L’Etat laïc peut continuer à rémunérer prêtres, pasteurs et rabbins en Alsace et Moselle, a estimé jeudi le Conseil constitutionnel, pour qui les pères de la Constitution ont souhaité préserver le “régime concordataire” spécifique à ces départements, hérité de l’histoire.
L’Etat laïc peut continuer à rémunérer prêtres, pasteurs et rabbins en Alsace et Moselle, a estimé jeudi le Conseil constitutionnel, pour qui les pères de la Constitution ont souhaité préserver le “régime concordataire” spécifique à ces départements, hérité de l’histoire.
Saisis par une association de défense de la laïcité qui dénonçait le principe de cette rémunération, les Sages ont considéré qu’aussi bien en 1946 qu’en 1958, les constituants n’avaient “pas entendu remettre en cause” la rémunération des ministres du culte par l’Etat dans les départements alsaciens du Haut-Rhin et du Bas-Rhin, ainsi qu’en Moselle.
Dans ces trois départements, les cultes relèvent du régime dit “concordataire”, datant de l’époque napoléonienne, qui a été supprimé dans le reste de la France par la loi de 1905 sur la séparation de l’Eglise et de l’Etat. Cette loi n’a jamais été appliquée dans les départements d’Alsace et en Moselle, qui étaient allemands en 1905.
L’Association pour la promotion et l’expansion de la laïcité (APPEL), à l’origine de cette procédure, avait saisi la justice en estimant que la spécificité alsacienne était contraire à l’article 1er de la Constitution, lequel stipule que la France est une République “laïque”.
Pour des raisons de “technique juridique”, l’offensive de l’APPEL visait uniquement la religion protestante, mais son représentant et avocat, Me Jean-François Amedro, n’avait pas caché que, sur le fond, elle visait aussi les autres cultes reconnus, à savoir le catholicisme et le judaïsme.
“Quel est l’intérêt général justifiant la rémunération d’un curé ou d’un pasteur pour diriger une messe?” avait demandé Me Amedro lors de l’audience portant sur cette question prioritaire de constitutionnalité (QPC), le 12 février.

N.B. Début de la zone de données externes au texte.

//! `$ref`-aware helpers for walking JSON schemas embedded in OpenAPI documents.
//!
//! All recursive walks share a [`SchemaResolutionContext`] that bounds depth
//! and short-circuits `$ref` pointers already on the active resolution path,
//! so self-referential and mutually recursive schemas terminate.

use serde_json::{Map, Value};
use std::collections::HashSet;

pub const MAX_SCHEMA_RESOLUTION_DEPTH: usize = 128;

#[derive(Debug, Default)]
pub struct SchemaResolutionContext {
    depth: usize,
    visited_references: HashSet<String>,
}

/// Runs `resolver` inside a resolution frame for `maybe_reference`, or
/// `fallback` when the depth bound is hit or the reference is already active.
pub fn with_resolution_frame<T, FResolver, FFallback>(
    context: &mut SchemaResolutionContext,
    maybe_reference: Option<&str>,
    fallback: FFallback,
    resolver: FResolver,
) -> T
where
    FResolver: FnOnce(&mut SchemaResolutionContext) -> T,
    FFallback: FnOnce() -> T,
{
    if context.depth >= MAX_SCHEMA_RESOLUTION_DEPTH {
        return fallback();
    }

    let normalized_reference = maybe_reference.map(normalize_reference);
    if let Some(reference) = normalized_reference.as_ref()
        && !context.visited_references.insert(reference.clone())
    {
        return fallback();
    }

    context.depth += 1;
    let result = resolver(context);
    context.depth -= 1;

    if let Some(reference) = normalized_reference {
        context.visited_references.remove(&reference);
    }

    result
}

fn normalize_reference(reference: &str) -> String {
    reference.strip_prefix('#').unwrap_or(reference).to_string()
}

/// Returns the `$ref` pointer of a schema node, if any.
pub fn schema_reference(schema: &Value) -> Option<&str> {
    schema.get("$ref").and_then(Value::as_str)
}

/// Resolves a local reference such as `#/components/schemas/Cdn`.
pub fn resolve_local_ref<'a>(root: &'a Value, reference: &str) -> Option<&'a Value> {
    root.pointer(&normalize_reference(reference))
}

/// Follows a chain of `$ref` pointers to the first non-reference schema.
///
/// Unresolvable or cyclic chains stop at the last schema reached.
pub fn dereference<'a>(schema: &'a Value, root: &'a Value) -> &'a Value {
    let mut current = schema;
    let mut seen = HashSet::new();
    while let Some(reference) = schema_reference(current) {
        if seen.len() >= MAX_SCHEMA_RESOLUTION_DEPTH || !seen.insert(normalize_reference(reference)) {
            break;
        }
        match resolve_local_ref(root, reference) {
            Some(target) => current = target,
            None => break,
        }
    }
    current
}

/// Returns the object map of a schema, following one level of `$ref`.
pub fn resolve_schema_map<'a>(schema: &'a Value, root: &'a Value) -> Option<&'a Map<String, Value>> {
    if let Some(reference) = schema_reference(schema) {
        return resolve_local_ref(root, reference).and_then(Value::as_object);
    }

    schema.as_object()
}

/// Recursively resolves the description from a schema, following `$ref` or combining `anyOf`/`oneOf`/`allOf`.
pub fn get_description(schema: &Value, root: &Value) -> Option<String> {
    let mut context = SchemaResolutionContext::default();
    get_description_internal(schema, root, &mut context)
}

fn get_description_internal(schema: &Value, root: &Value, context: &mut SchemaResolutionContext) -> Option<String> {
    let reference = schema_reference(schema);

    with_resolution_frame(
        context,
        reference,
        || None,
        |context| {
            if let Some(reference) = reference {
                return resolve_local_ref(root, reference).and_then(|target| get_description_internal(target, root, context));
            }

            if let Some(description) = schema.get("description").and_then(Value::as_str) {
                return Some(description.to_string());
            }

            for (key, separator) in [("anyOf", " or "), ("oneOf", " or "), ("allOf", " and ")] {
                if let Some(array) = schema.get(key).and_then(Value::as_array) {
                    let descriptions: Vec<String> = array
                        .iter()
                        .filter_map(|item| get_description_internal(item, root, context))
                        .collect();
                    if !descriptions.is_empty() {
                        return Some(descriptions.join(separator));
                    }
                }
            }

            None
        },
    )
}

/// Recursively resolves the type from a schema, handling `$ref`, direct types,
/// nullable type arrays and single-typed `anyOf`/`oneOf`/`allOf` unions.
///
/// Schemas that declare `properties` without a `type` resolve to `object`;
/// anything undecidable defaults to `string`.
pub fn get_type(schema: &Value, root: &Value) -> String {
    let mut context = SchemaResolutionContext::default();
    get_type_internal(schema, root, &mut context)
}

fn get_type_internal(schema: &Value, root: &Value, context: &mut SchemaResolutionContext) -> String {
    let reference = schema_reference(schema);

    with_resolution_frame(
        context,
        reference,
        || "string".to_string(),
        |context| {
            if let Some(reference) = reference {
                return resolve_local_ref(root, reference).map_or("string".to_string(), |target| get_type_internal(target, root, context));
            }

            if let Some(schema_type) = schema.get("type") {
                if let Some(schema_type_name) = schema_type.as_str() {
                    return schema_type_name.to_string();
                }
                if let Some(type_array) = schema_type.as_array() {
                    let types: HashSet<String> = type_array
                        .iter()
                        .filter_map(|value| value.as_str().map(str::to_string))
                        .filter(|type_name| type_name != "null")
                        .collect();
                    if types.len() == 1 {
                        return types.into_iter().next().unwrap_or_else(|| "string".to_string());
                    }
                }
            }

            if schema.get("properties").is_some() {
                return "object".to_string();
            }

            for key in ["anyOf", "oneOf", "allOf"] {
                if let Some(array) = schema.get(key).and_then(Value::as_array) {
                    let types: HashSet<String> = array.iter().map(|item| get_type_internal(item, root, context)).collect();
                    if types.len() == 1 {
                        return types.into_iter().next().unwrap_or_else(|| "string".to_string());
                    }
                }
            }

            "string".to_string()
        },
    )
}

/// Collects the `required` names of an object schema.
pub fn required_names(schema_map: &Map<String, Value>) -> Vec<String> {
    schema_map
        .get("required")
        .and_then(Value::as_array)
        .map(|values| values.iter().filter_map(Value::as_str).map(str::to_string).collect())
        .unwrap_or_default()
}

La nécessaire neutralité de l’Etat en matière religieuse “exclut toute forme de soutien financier, qui s’analyse nécessairement comme une prise de position sur la valeur d’un culte”, avait-il plaidé.
Dans sa décision, le Conseil constitutionnel a certes considéré que, du fait de sa laïcité proclamée dans la constitution, la République “ne salarie aucun culte”. Toutefois, “il ressort des travaux préparatoires” aux projets de Constitution de 1946 et de 1958 que leurs pères ne souhaitaient pas remettre en question ce type de spécificités locales, ont souligné les Sages, qui ont donc rejeté la QPC.
“Nous sommes soulagés”, a réagi le président des Eglises protestantes d’Alsace et de Lorraine, Jean-François Collange, interrogé par l’AFP.
“Mais nous prenons cette offensive comme un avertissement sérieux qui doit nous amener à réfléchir à une stratégie préventive, car il y aura sans doute d’autres attaques” contre le régime concordataire, a ajouté le responsable protestant, qui doit rencontrer vendredi ses homologues catholique et juif pour examiner ce dossier.
Dans le camp de militants de la laïcité, en revanche, Me Amedro s’est dit “déçu, évidemment, quoique pas entièrement surpris” par les arguments avancés par les Sages.
Il juge toutefois “très positif malgré tout que cette QPC ait donné l’occasion au Conseil constitutionnel de préciser la portée du concept de laïcité, en dehors de l’Alsace-Moselle”.
Le budget 2013 de l’Etat prévoit 58 millions d’euros pour rémunérer les quelque 1.400 ministres du culte (1.059 prêtres, 306 pasteurs et 28 rabbins) dans les trois départements concernés. L’APPEL souligne que cette somme est financée par tous les contribuables français, et non par les seuls Alsaciens et Mosellans.
Ce régime local des cultes fait l’objet d’un assez large consensus dans la région, où il est défendu par la droite comme par la gauche.